- Problem: Lines from the start of the data through the line containing "state.replace_results(ResultSet::new(movies));" must be given again exactly. Leave the others out.

━━━ Entries supplied ━━━

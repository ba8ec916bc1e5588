use crate::{
    AppState, Effect, ExtractionResult, Msg, Notice, ResultSet, SessionState, VerifyStage,
};

/// Pure update function: applies a message to state and returns any effects.
///
/// Messages that make no sense in the current state are dropped without
/// touching the state.
pub fn update(mut state: AppState, msg: Msg) -> (AppState, Vec<Effect>) {
    if state.is_terminated() {
        return (state, Vec::new());
    }

    let effects = match (state.session(), msg) {
        (_, Msg::Quit | Msg::Interrupted) => {
            state.transition(SessionState::Terminated);
            vec![Effect::Notify(Notice::Goodbye)]
        }

        (SessionState::NoResults, Msg::SearchSubmitted(query)) => {
            state.transition(SessionState::Searching);
            vec![
                Effect::Notify(Notice::Searching {
                    query: query.clone(),
                }),
                Effect::Search { query },
            ]
        }
        (SessionState::Searching, Msg::SearchCompleted(movies)) => {
            if movies.is_empty() {
                state.transition(SessionState::NoResults);
                vec![Effect::Notify(Notice::NoMatches)]
            } else {
                state.replace_results(ResultSet::new(movies));
                state.transition(SessionState::ListingResults);
                Vec::new()
            }
        }

        (SessionState::ListingResults, Msg::MovieSelected(index)) => select_movie(&mut state, index),
        (SessionState::ListingResults, Msg::RepeatSearch) => {
            state.clear_results();
            state.transition(SessionState::NoResults);
            Vec::new()
        }

        (SessionState::Verifying(stage), Msg::ExistenceChecked { found }) => {
            existence_checked(&mut state, stage, found)
        }

        (SessionState::ConfirmingExtraction, Msg::ConfirmExtract) => {
            match state.context().working().cloned() {
                Some(working) => {
                    state.transition(SessionState::Extracting);
                    vec![
                        Effect::Notify(Notice::ExtractionStarted {
                            title: working.title.clone(),
                            year: working.year.clone(),
                        }),
                        Effect::Extract {
                            title: working.title,
                            year: working.year,
                        },
                    ]
                }
                None => Vec::new(),
            }
        }
        (SessionState::ConfirmingExtraction, Msg::BackToSearch) => {
            state.clear_results();
            state.transition(SessionState::NoResults);
            Vec::new()
        }
        (SessionState::ConfirmingExtraction, Msg::BackToList) => {
            state.transition(SessionState::ListingResults);
            Vec::new()
        }

        (SessionState::Extracting, Msg::ExtractionFinished(result)) => {
            extraction_finished(&mut state, result)
        }

        (SessionState::PostExtractionMenu, Msg::ViewReview) => match state.context().working() {
            Some(working) => vec![Effect::ShowReview {
                title: working.title.clone(),
                year: working.year.clone(),
            }],
            None => Vec::new(),
        },
        (SessionState::PostExtractionMenu, Msg::ChooseAnother) => {
            state.transition(SessionState::ListingResults);
            Vec::new()
        }
        (SessionState::PostExtractionMenu, Msg::NewSearch) => {
            state.clear_results();
            state.transition(SessionState::NoResults);
            Vec::new()
        }

        (session, msg) => {
            finder_logging::finder_trace!("ignoring {:?} in {:?}", msg, session);
            Vec::new()
        }
    };

    (state, effects)
}

fn select_movie(state: &mut AppState, index: usize) -> Vec<Effect> {
    let Some(working) = state.select(index) else {
        return Vec::new();
    };
    let director = state
        .context()
        .selected_movie()
        .map(|movie| movie.director.clone())
        .unwrap_or_default();
    state.transition(SessionState::Verifying(VerifyStage::Primary));
    vec![
        Effect::Notify(Notice::Selected {
            title: working.title.clone(),
            year: working.year.clone(),
            director,
        }),
        Effect::Notify(Notice::CheckingAvailability {
            title: working.title.clone(),
            year: working.year.clone(),
        }),
        Effect::CheckExists {
            title: working.title,
            year: working.year,
        },
    ]
}

fn existence_checked(state: &mut AppState, stage: VerifyStage, found: bool) -> Vec<Effect> {
    match (stage, found) {
        (VerifyStage::Primary, true) => {
            state.transition(SessionState::ConfirmingExtraction);
            vec![Effect::Notify(Notice::Available)]
        }
        (VerifyStage::Primary, false) => {
            let Some(working) = state.context().working().cloned() else {
                state.transition(SessionState::ListingResults);
                return Vec::new();
            };
            let mut effects = vec![Effect::Notify(Notice::NotAvailable {
                title: working.title.clone(),
                year: working.year.clone(),
            })];
            let alternate = state
                .context()
                .selected_movie()
                .filter(|movie| movie.has_alternate_title())
                .map(|movie| movie.original_title.clone());
            match alternate {
                Some(original_title) => {
                    state.transition(SessionState::Verifying(VerifyStage::OriginalTitle));
                    effects.push(Effect::Notify(Notice::TryingOriginalTitle {
                        original_title: original_title.clone(),
                    }));
                    effects.push(Effect::CheckExists {
                        title: original_title,
                        year: working.year,
                    });
                }
                None => {
                    state.clear_working();
                    state.transition(SessionState::ListingResults);
                }
            }
            effects
        }
        (VerifyStage::OriginalTitle, true) => {
            if let Some(original_title) = state
                .context()
                .selected_movie()
                .map(|movie| movie.original_title.clone())
            {
                state.set_working_title(original_title);
            }
            state.transition(SessionState::ConfirmingExtraction);
            vec![Effect::Notify(Notice::AvailableUnderOriginalTitle)]
        }
        (VerifyStage::OriginalTitle, false) => {
            state.clear_working();
            state.transition(SessionState::ListingResults);
            vec![Effect::Notify(Notice::NotAvailableUnderOriginalTitle)]
        }
    }
}

fn extraction_finished(state: &mut AppState, result: ExtractionResult) -> Vec<Effect> {
    match result {
        ExtractionResult::Success(review) => {
            let (title, year) = state
                .context()
                .working()
                .map(|working| (working.title.clone(), working.year.clone()))
                .unwrap_or_default();
            state.transition(SessionState::PostExtractionMenu);
            vec![Effect::Notify(Notice::ExtractionSucceeded {
                review,
                title,
                year,
            })]
        }
        ExtractionResult::Failure { status, message } => {
            finder_logging::finder_warn!("extraction failed ({status}): {message}");
            state.transition(SessionState::ListingResults);
            vec![Effect::Notify(Notice::ExtractionFailed { message })]
        }
    }
}
//! Upstream version lookups and update detection
//!
//! [`UpdateChecker`] compares the versions recorded in the upstream sources
//! document against what the upstreams currently publish. Lookups go through
//! the [`UpstreamClient`] capability so the comparison logic can run against
//! fakes; [`HttpUpstreamClient`] is the GitHub/Packagist implementation.

pub mod checker;
pub mod client;
pub mod http;

pub use checker::{UpdateChecker, LARAVEL_OFFICIAL_KEY, MAIN_SENTINEL, TALL_STARTER_KEY};
pub use client::UpstreamClient;
pub use http::HttpUpstreamClient;
//! Configuration types for the starter tooling

pub mod sources;

use crate::StarterError;
use serde::{Deserialize, Serialize};
use std::path::{Path, PathBuf};

#[derive(Debug, Clone, Serialize, Deserialize, Default)]
pub struct Settings {
    #[serde(default)]
    pub upstream: UpstreamSettings,
    #[serde(default)]
    pub admin: AdminSettings,
    #[serde(default)]
    pub accounts: AccountsSettings,
}

#[derive(Debug, Clone, Serialize, Deserialize)]
pub struct UpstreamSettings {
    /// Upstream sources document, relative paths resolve against the working directory
    #[serde(default = "default_sources_file")]
    pub sources_file: PathBuf,
    #[serde(default = "default_github_api_url")]
    pub github_api_url: String,
    #[serde(default = "default_packagist_url")]
    pub packagist_url: String,
    /// GitHub repository tracked by commit, as "owner/repo"
    #[serde(default = "default_commit_repository")]
    pub commit_repository: String,
    #[serde(default = "default_commit_branch")]
    pub commit_branch: String,
    #[serde(default = "default_commit_repository_url")]
    pub commit_repository_url: String,
    /// Packagist package tracked by semantic version, as "vendor/package"
    #[serde(default = "default_package_name")]
    pub package_name: String,
    #[serde(default = "default_package_repository_url")]
    pub package_repository_url: String,
    #[serde(default = "default_user_agent")]
    pub user_agent: String,
    #[serde(default = "default_timeout_secs")]
    pub timeout_secs: u64,
}

#[derive(Debug, Clone, Serialize, Deserialize)]
pub struct AdminSettings {
    #[serde(default = "default_role")]
    pub role: String,
    #[serde(default = "default_locale")]
    pub locale: String,
    #[serde(default = "default_admin_name")]
    pub default_name: String,
    #[serde(default = "default_admin_email")]
    pub default_email: String,
    #[serde(default = "default_min_password_length")]
    pub min_password_length: usize,
    /// Cap on re-prompts per field (unset = retry until valid)
    #[serde(default)]
    pub max_attempts: Option<usize>,
}

#[derive(Debug, Clone, Serialize, Deserialize, Default)]
pub struct AccountsSettings {
    /// Account store location (defaults to $STARTER_HOME/accounts.json)
    #[serde(default)]
    pub store_file: Option<PathBuf>,
}

// Default value functions
fn default_sources_file() -> PathBuf {
    PathBuf::from("config/upstream-sources.json")
}
fn default_github_api_url() -> String {
    "https://api.github.com".to_string()
}
fn default_packagist_url() -> String {
    "https://packagist.org".to_string()
}
fn default_commit_repository() -> String {
    "mortenebak/tallstarter".to_string()
}
fn default_commit_branch() -> String {
    "main".to_string()
}
fn default_commit_repository_url() -> String {
    "https://github.com/mortenebak/tallstarter".to_string()
}
fn default_package_name() -> String {
    "laravel/framework".to_string()
}
fn default_package_repository_url() -> String {
    "https://github.com/laravel/framework".to_string()
}
fn default_user_agent() -> String {
    format!("starter/{}", crate::VERSION)
}
fn default_timeout_secs() -> u64 {
    30
}
fn default_role() -> String {
    "Super Admin".to_string()
}
fn default_locale() -> String {
    "en".to_string()
}
fn default_admin_name() -> String {
    "Super Admin".to_string()
}
fn default_admin_email() -> String {
    "admin@example.com".to_string()
}
fn default_min_password_length() -> usize {
    8
}

impl Default for UpstreamSettings {
    fn default() -> Self {
        Self {
            sources_file: default_sources_file(),
            github_api_url: default_github_api_url(),
            packagist_url: default_packagist_url(),
            commit_repository: default_commit_repository(),
            commit_branch: default_commit_branch(),
            commit_repository_url: default_commit_repository_url(),
            package_name: default_package_name(),
            package_repository_url: default_package_repository_url(),
            user_agent: default_user_agent(),
            timeout_secs: default_timeout_secs(),
        }
    }
}

impl Default for AdminSettings {
    fn default() -> Self {
        Self {
            role: default_role(),
            locale: default_locale(),
            default_name: default_admin_name(),
            default_email: default_admin_email(),
            min_password_length: default_min_password_length(),
            max_attempts: None,
        }
    }
}

impl UpstreamSettings {
    /// Commit lookup endpoint for the tracked branch head
    pub fn commit_url(&self) -> String {
        format!(
            "{}/repos/{}/commits/{}",
            self.github_api_url.trim_end_matches('/'),
            self.commit_repository,
            self.commit_branch
        )
    }

    /// Package metadata endpoint listing all published versions
    pub fn package_url(&self) -> String {
        format!(
            "{}/packages/{}.json",
            self.packagist_url.trim_end_matches('/'),
            self.package_name
        )
    }
}

pub fn load_settings<P: AsRef<Path>>(path: P) -> Result<Settings, StarterError> {
    let contents = std::fs::read_to_string(path)?;
    let settings: Settings = toml::from_str(&contents)
        .map_err(|e| StarterError::Configuration(format!("Failed to parse settings: {}", e)))?;
    Ok(settings)
}

/// Load settings from `path`, falling back to defaults when the file does not exist
pub fn load_settings_or_default<P: AsRef<Path>>(path: P) -> Result<Settings, StarterError> {
    let path = path.as_ref();
    if !path.exists() {
        tracing::debug!("No settings at {}, using defaults", path.display());
        return Ok(Settings::default());
    }
    load_settings(path)
}

pub fn save_settings<P: AsRef<Path>>(path: P, settings: &Settings) -> Result<(), StarterError> {
    let contents = toml::to_string_pretty(settings)
        .map_err(|e| StarterError::Configuration(format!("Failed to serialize settings: {}", e)))?;
    std::fs::write(path, contents)?;
    Ok(())
}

━━━

- Solution below:
repository ba8ec916bc1e5588
use crate::{
    AppState, Effect, ExtractionResult, Msg, Notice, ResultSet, SessionState, VerifyStage,
};

/// Pure update function: applies a message to state and returns any effects.
///
/// Messages that make no sense in the current state are dropped without
/// touching the state.
pub fn update(mut state: AppState, msg: Msg) -> (AppState, Vec<Effect>) {
    if state.is_terminated() {
        return (state, Vec::new());
    }

    let effects = match (state.session(), msg) {
        (_, Msg::Quit | Msg::Interrupted) => {
            state.transition(SessionState::Terminated);
            vec![Effect::Notify(Notice::Goodbye)]
        }

        (SessionState::NoResults, Msg::SearchSubmitted(query)) => {
            state.transition(SessionState::Searching);
            vec![
                Effect::Notify(Notice::Searching {
                    query: query.clone(),
                }),
                Effect::Search { query },
            ]
        }
        (SessionState::Searching, Msg::SearchCompleted(movies)) => {
            if movies.is_empty() {
                state.transition(SessionState::NoResults);
                vec![Effect::Notify(Notice::NoMatches)]
            } else {
                state.replace_results(ResultSet::new(movies));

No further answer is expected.